(Data extracted from a collection)
_ _ _ _ _
//! UI-facing layer: MVI primitives, search screen state, and the console
//! front end.

pub mod input;
pub mod mvi;
pub mod render;
pub mod runtime;
pub mod search;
_ _ _ _ _
§ To do:
Copy the data word for word.

§ The answer:
//! UI-facing layer: MVI primitives, search screen state, and the console
//! front end.

pub mod input;
pub mod mvi;
pub mod render;
pub mod runtime;
pub mod search;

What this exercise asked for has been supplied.